GFF3: Genome annotations produced by PASA pipeline in GFF3.
BED: Genome annotations produced by PASA pipeline in BED format.

2 SETUP

2.1 Libraries and markdown settings

library(knitr)
library(reticulate)
knitr::opts_chunk$set(
  echo = TRUE,         # Display code chunks
  eval = FALSE,        # Evaluate code chunks
  warning = FALSE,     # Hide warnings
  message = FALSE,     # Hide messages
  comment = ""         # Prevents appending '##' to beginning of lines in code output
)

2.2 Set variables

# DIRECTORIES
top_output_dir <- file.path("..", "output")

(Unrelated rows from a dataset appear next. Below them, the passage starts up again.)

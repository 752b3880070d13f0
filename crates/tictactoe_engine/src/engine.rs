//! Session engine for tic-tac-toe.
//!
//! [`GameEngine`] owns at most one [`Session`] and drives it through
//! `InProgress → Won(mark) | Draw`. All rejected requests return a
//! [`MoveError`] and leave the session exactly as it was, so a presentation
//! layer can forward stale or duplicate input without guarding it first.
//!
//! The engine has no notion of time. After a human move in
//! [`Mode::OnePlayerVsComputer`] the returned [`Placement`] reports
//! `computer_due`, and the caller decides when to call
//! [`GameEngine::computer_move`] or [`GameEngine::computer_move_for`].

use super::action::{Move, MoveError};
use super::contracts::{Contract, MoveContract};
use super::picker::{CandidatePicker, UniformPicker};
use super::rules::{is_full, winning_line_for, WinningLine};
use super::snapshot::Snapshot;
use super::{Board, GameStatus, Mark, Mode, Position, Square};
use serde::{Deserialize, Serialize};
use tracing::{debug, info, instrument, warn};

/// Identifies one session; a restart or new mode gets a fresh id.
#[derive(
    Debug, Clone, Copy, PartialEq, Eq, Hash, PartialOrd, Ord, Serialize, Deserialize, derive_more::Display,
)]
#[display("session-{}", _0)]
pub struct SessionId(u64);

/// State of one game, from mode choice to a result or reset.
#[derive(Debug, Clone, PartialEq, Eq)]
pub struct Session {
    pub(crate) id: SessionId,
    pub(crate) mode: Mode,
    pub(crate) board: Board,
    pub(crate) turn: Mark,
    pub(crate) status: GameStatus,
    pub(crate) winning_line: Option<WinningLine>,
    pub(crate) history: Vec<Move>,
}

impl Session {
    fn new(id: SessionId, mode: Mode) -> Self {
        Self {
            id,
            mode,
            board: Board::new(),
            turn: Mark::X,
            status: GameStatus::InProgress,
            winning_line: None,
            history: Vec::new(),
        }
    }

    /// Session id.
    pub fn id(&self) -> SessionId {
        self.id
    }

    /// Mode chosen for this session.
    pub fn mode(&self) -> Mode {
        self.mode
    }

    /// The board.
    pub fn board(&self) -> &Board {
        &self.board
    }

    /// Mark expected to move next. After the game ends this is the mark
    /// that made the final move.
    pub fn turn(&self) -> Mark {
        self.turn
    }

    /// Current status.
    pub fn status(&self) -> GameStatus {
        self.status
    }

    /// The line that decided the game, when won.
    pub fn winning_line(&self) -> Option<WinningLine> {
        self.winning_line
    }

    /// Moves in the order they were played.
    pub fn history(&self) -> &[Move] {
        &self.history
    }

    /// True while the computer holds the turn in an unfinished game.
    pub fn is_computer_turn(&self) -> bool {
        self.status == GameStatus::InProgress && self.mode.computer_mark() == Some(self.turn)
    }

    /// Message a presentation layer shows under the board.
    pub fn status_message(&self) -> String {
        match self.status {
            GameStatus::Won(mark) => format!("{} wins!", mark),
            GameStatus::Draw => "It's a draw!".to_string(),
            GameStatus::InProgress if self.history.is_empty() => "Start Game".to_string(),
            GameStatus::InProgress => format!("It's {}'s turn", self.turn),
        }
    }
}

/// Outcome of an accepted placement.
#[derive(Debug, Clone, Copy, PartialEq, Eq, Serialize, Deserialize)]
pub struct Placement {
    mv: Move,
    status: GameStatus,
    winning_line: Option<WinningLine>,
    computer_due: bool,
}

impl Placement {
    /// The move that was applied.
    pub fn mv(&self) -> Move {
        self.mv
    }

    /// Status after the move.
    pub fn status(&self) -> GameStatus {
        self.status
    }

    /// Line to highlight, when the move won.
    pub fn winning_line(&self) -> Option<WinningLine> {
        self.winning_line
    }

    /// The computer should move next.
    pub fn computer_due(&self) -> bool {
        self.computer_due
    }
}

/// Tic-tac-toe session engine.
///
/// Generic over the [`CandidatePicker`] so the computer's choices can be
/// made reproducible.
#[derive(Debug, Clone)]
pub struct GameEngine<P = UniformPicker> {
    session: Option<Session>,
    picker: P,
    next_id: u64,
}

impl GameEngine<UniformPicker> {
    /// Creates an engine whose computer draws from OS entropy.
    #[instrument]
    pub fn new() -> Self {
        Self::with_picker(UniformPicker::from_entropy())
    }

    /// Creates an engine whose computer draws from a seeded generator.
    #[instrument]
    pub fn seeded(seed: u64) -> Self {
        Self::with_picker(UniformPicker::seeded(seed))
    }
}

impl Default for GameEngine<UniformPicker> {
    fn default() -> Self {
        Self::new()
    }
}

impl<P: CandidatePicker> GameEngine<P> {
    /// Creates an engine with no session and the given picker.
    pub fn with_picker(picker: P) -> Self {
        Self {
            session: None,
            picker,
            next_id: 0,
        }
    }

    /// Current session, if a mode has been chosen.
    pub fn session(&self) -> Option<&Session> {
        self.session.as_ref()
    }

    /// Mode of the current session.
    pub fn mode(&self) -> Option<Mode> {
        self.session.as_ref().map(Session::mode)
    }

    /// Immutable view for rendering, if a mode has been chosen.
    pub fn snapshot(&self) -> Option<Snapshot> {
        self.session.as_ref().map(Snapshot::from)
    }

    /// Message for the presentation layer, including the mode-selection screen.
    pub fn status_message(&self) -> String {
        self.session
            .as_ref()
            .map(Session::status_message)
            .unwrap_or_else(|| "Choose a mode".to_string())
    }

    /// Starts a fresh session: empty board, X to move, in progress.
    ///
    /// Any earlier session is discarded, including one that was mid-game.
    #[instrument(skip(self))]
    pub fn start_session(&mut self, mode: Mode) -> Snapshot {
        self.next_id += 1;
        let session = Session::new(SessionId(self.next_id), mode);
        info!(session_id = %session.id, %mode, "Starting session");
        let snapshot = Snapshot::from(&session);
        self.session = Some(session);
        snapshot
    }

    /// Starts a fresh session in the current mode.
    ///
    /// # Errors
    ///
    /// [`MoveError::SessionNotActive`] when no mode has been chosen.
    #[instrument(skip(self))]
    pub fn restart(&mut self) -> Result<Snapshot, MoveError> {
        let mode = self.mode().ok_or_else(|| {
            warn!("Restart requested before a mode was chosen");
            MoveError::SessionNotActive
        })?;
        Ok(self.start_session(mode))
    }

    /// Drops the session and its mode; the next game needs a new mode choice.
    #[instrument(skip(self))]
    pub fn return_to_mode_selection(&mut self) {
        if let Some(session) = self.session.take() {
            info!(session_id = %session.id, "Returned to mode selection");
        }
    }

    /// Places the current turn's mark at `cell` (0-8).
    ///
    /// # Errors
    ///
    /// - [`MoveError::SessionNotActive`] with no session or a finished game
    /// - [`MoveError::InvalidCell`] for an index outside 0-8
    /// - [`MoveError::WrongTurn`] when the computer holds the turn
    /// - [`MoveError::OccupiedCell`] when the square is taken
    #[instrument(skip(self))]
    pub fn place_mark(&mut self, cell: usize) -> Result<Placement, MoveError> {
        let session = self.active_session()?;
        let computer_turn = session.is_computer_turn();
        let turn = session.turn;

        let position = Position::from_index(cell).ok_or_else(|| {
            debug!(cell, "Rejected out-of-range cell");
            MoveError::InvalidCell(cell)
        })?;

        if computer_turn {
            debug!(cell, "Rejected human placement on the computer's turn");
            return Err(MoveError::WrongTurn(turn));
        }

        self.apply(position)
    }

    /// Lets the computer place its mark on a uniformly chosen empty cell.
    ///
    /// # Errors
    ///
    /// - [`MoveError::SessionNotActive`] with no session or a finished game
    /// - [`MoveError::WrongTurn`] when the mode has no computer or a human
    ///   holds the turn
    #[instrument(skip(self))]
    pub fn computer_move(&mut self) -> Result<Placement, MoveError> {
        let session = self.active_session()?;
        if !session.is_computer_turn() {
            debug!(turn = %session.turn, mode = %session.mode, "Computer move out of turn");
            return Err(MoveError::WrongTurn(session.turn));
        }

        let candidates = session.board.empty_positions();
        if candidates.is_empty() {
            return Err(MoveError::InvariantViolation(
                "In-progress game has no empty cell".to_string(),
            ));
        }

        let index = self.picker.pick(candidates.len());
        let position = candidates.get(index).copied().ok_or_else(|| {
            MoveError::InvariantViolation(format!(
                "Picker chose {} of {} candidates",
                index,
                candidates.len()
            ))
        })?;
        debug!(candidates = candidates.len(), index, %position, "Computer chose cell");

        self.apply(position)
    }

    /// Like [`computer_move`](Self::computer_move), but only for the session
    /// it was scheduled in. A deferred move that outlived a restart or mode
    /// change is rejected with [`MoveError::SessionNotActive`].
    #[instrument(skip(self))]
    pub fn computer_move_for(&mut self, session_id: SessionId) -> Result<Placement, MoveError> {
        if self.session.as_ref().map(Session::id) != Some(session_id) {
            debug!(%session_id, "Dropping computer move for a stale session");
            return Err(MoveError::SessionNotActive);
        }
        self.computer_move()
    }

    /// Starts a session and places `cells` in order, alternating marks.
    ///
    /// The computer's cells are taken from the list as well, so any recorded
    /// game can be rebuilt. Stops at the first rejected cell.
    #[instrument(skip(self))]
    pub fn replay(&mut self, mode: Mode, cells: &[usize]) -> Result<Snapshot, MoveError> {
        self.start_session(mode);
        for &cell in cells {
            self.active_session()?;
            let position = Position::from_index(cell).ok_or(MoveError::InvalidCell(cell))?;
            self.apply(position)?;
        }
        debug!(moves = cells.len(), "Replay complete");
        self.snapshot().ok_or(MoveError::SessionNotActive)
    }

    fn active_session(&self) -> Result<&Session, MoveError> {
        match &self.session {
            Some(session) if session.status == GameStatus::InProgress => Ok(session),
            Some(session) => {
                debug!(status = ?session.status, "Session already finished");
                Err(MoveError::SessionNotActive)
            }
            None => Err(MoveError::SessionNotActive),
        }
    }

    /// Places the turn's mark and evaluates the result.
    fn apply(&mut self, position: Position) -> Result<Placement, MoveError> {
        let session = self.session.as_mut().ok_or(MoveError::SessionNotActive)?;
        let mv = Move::new(session.turn, position);

        MoveContract::pre(session, &mv)?;

        #[cfg(debug_assertions)]
        let before = session.clone();

        session.board.set(position, Square::Occupied(mv.mark));
        session.history.push(mv);

        if let Some(line) = winning_line_for(&session.board, mv.mark) {
            session.status = GameStatus::Won(mv.mark);
            session.winning_line = Some(line);
            info!(session_id = %session.id, winner = %mv.mark, %line, "Game won");
        } else if is_full(&session.board) {
            session.status = GameStatus::Draw;
            info!(session_id = %session.id, "Game drawn");
        } else {
            session.turn = mv.mark.opponent();
        }

        #[cfg(debug_assertions)]
        MoveContract::post(&before, session)?;

        let placement = Placement {
            mv,
            status: session.status,
            winning_line: session.winning_line,
            computer_due: session.is_computer_turn(),
        };
        debug!(%mv, status = ?placement.status, computer_due = placement.computer_due, "Move applied");
        Ok(placement)
    }
}

#[cfg(test)]
mod tests {
    use super::*;
    use crate::FixedPicker;

    fn engine() -> GameEngine<FixedPicker> {
        GameEngine::with_picker(FixedPicker(0))
    }

    #[test]
    fn test_place_before_session_rejected() {
        let mut engine = engine();
        assert_eq!(engine.place_mark(0), Err(MoveError::SessionNotActive));
        assert_eq!(engine.computer_move(), Err(MoveError::SessionNotActive));
        assert_eq!(engine.status_message(), "Choose a mode");
    }

    #[test]
    fn test_new_session_ids_increase() {
        let mut engine = engine();
        let first = engine.start_session(Mode::TwoPlayer);
        let second = engine.restart().expect("mode chosen");
        assert!(second.session_id() > first.session_id());
    }

    #[test]
    fn test_out_of_range_cell_rejected() {
        let mut engine = engine();
        engine.start_session(Mode::TwoPlayer);
        assert_eq!(engine.place_mark(9), Err(MoveError::InvalidCell(9)));
        assert!(engine.session().expect("session").history().is_empty());
    }

    #[test]
    fn test_human_cannot_play_computer_mark() {
        let mut engine = engine();
        engine.start_session(Mode::OnePlayerVsComputer);
        let placement = engine.place_mark(4).expect("X plays");
        assert!(placement.computer_due());

        assert_eq!(engine.place_mark(0), Err(MoveError::WrongTurn(Mark::O)));
        assert_eq!(engine.session().expect("session").history().len(), 1);
    }

    #[test]
    fn test_computer_move_needs_computer_turn() {
        let mut engine = engine();
        engine.start_session(Mode::OnePlayerVsComputer);
        assert_eq!(engine.computer_move(), Err(MoveError::WrongTurn(Mark::X)));

        engine.start_session(Mode::TwoPlayer);
        engine.place_mark(0).expect("X plays");
        assert_eq!(engine.computer_move(), Err(MoveError::WrongTurn(Mark::O)));
    }

    #[test]
    fn test_status_messages_follow_the_game() {
        let mut engine = engine();
        engine.start_session(Mode::TwoPlayer);
        assert_eq!(engine.status_message(), "Start Game");
        engine.place_mark(0).expect("X plays");
        assert_eq!(engine.status_message(), "It's O's turn");
        engine.replay(Mode::TwoPlayer, &[0, 3, 1, 4, 2]).expect("replay");
        assert_eq!(engine.status_message(), "X wins!");
    }

    #[test]
    fn test_replay_stops_at_rejected_cell() {
        let mut engine = engine();
        assert_eq!(
            engine.replay(Mode::TwoPlayer, &[0, 0]),
            Err(MoveError::OccupiedCell(Position::TopLeft))
        );
        assert_eq!(engine.session().expect("session").history().len(), 1);
    }

    #[test]
    fn test_return_to_mode_selection_clears_mode() {
        let mut engine = engine();
        engine.start_session(Mode::OnePlayerVsComputer);
        engine.return_to_mode_selection();
        assert_eq!(engine.mode(), None);
        assert!(engine.snapshot().is_none());
        assert_eq!(engine.restart(), Err(MoveError::SessionNotActive));
    }
}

output_dir <- file.path(top_output_dir, "00.30-F-Ptua-transcriptome-assembly-Trinity")
de_novo_output_dir <- file.path(output_dir, "de_novo_assembly")
genome_guided_output_dir <- file.path(output_dir, "genome_guided_assembly")
pasa_container_dir <- file.path("/home", "shared", "containers")
PASA_HOME <- "/usr/local/src/PASApipeline"
pasa_output_dir <- file.path(output_dir, "PASA")
stringtie_gtf_dir <- file.path(top_output_dir, "02.20-F-Ptua-RNAseq-alignment-HiSat2")
trimmed_reads_dir <- file.path(top_output_dir, "01.00-F-Ptua-RNAseq-trimming-fastp-FastQC-MultiQC")


# FILES
bam_alignment <- file.path(top_output_dir, "02.20-F-Ptua-RNAseq-alignment-HiSat2", "sorted-bams-merged.bam")

## Path for genome will be relative to PASA output dir
genome_fasta <- file.path("..", "..", "..", "data", "Pocillopora_meandrina_HIv1.assembly.fasta")
genome_gff <- file.path("..", "data", "Pocillopora_meandrina_HIv1.genes.gff3")
denovo_assembly_name <- "ptua-denovo-Trinity"
genome_guided_assembly_name <- "ptua-GG-Trinity"
pasa_bed <- "ptua-PASA.bed"
pasa_container <- "pasapipeline.v2.5.3.simg"
pasa_gff <- "ptua-PASA.gff3"
stringtie_gtf <- file.path(stringtie_gtf_dir, "Pocillopora_meandrina_HIv1.assembly.stringtie.gtf")

#SETTINGS
## THREADS
threads <- "44"

## MAX RAM
max_ram <- "100G"

# PROGRAMS
samtools <- file.path("/home", "shared", "samtools-1.12", "samtools")


# FORMATTING
line <- "-----------------------------------------------"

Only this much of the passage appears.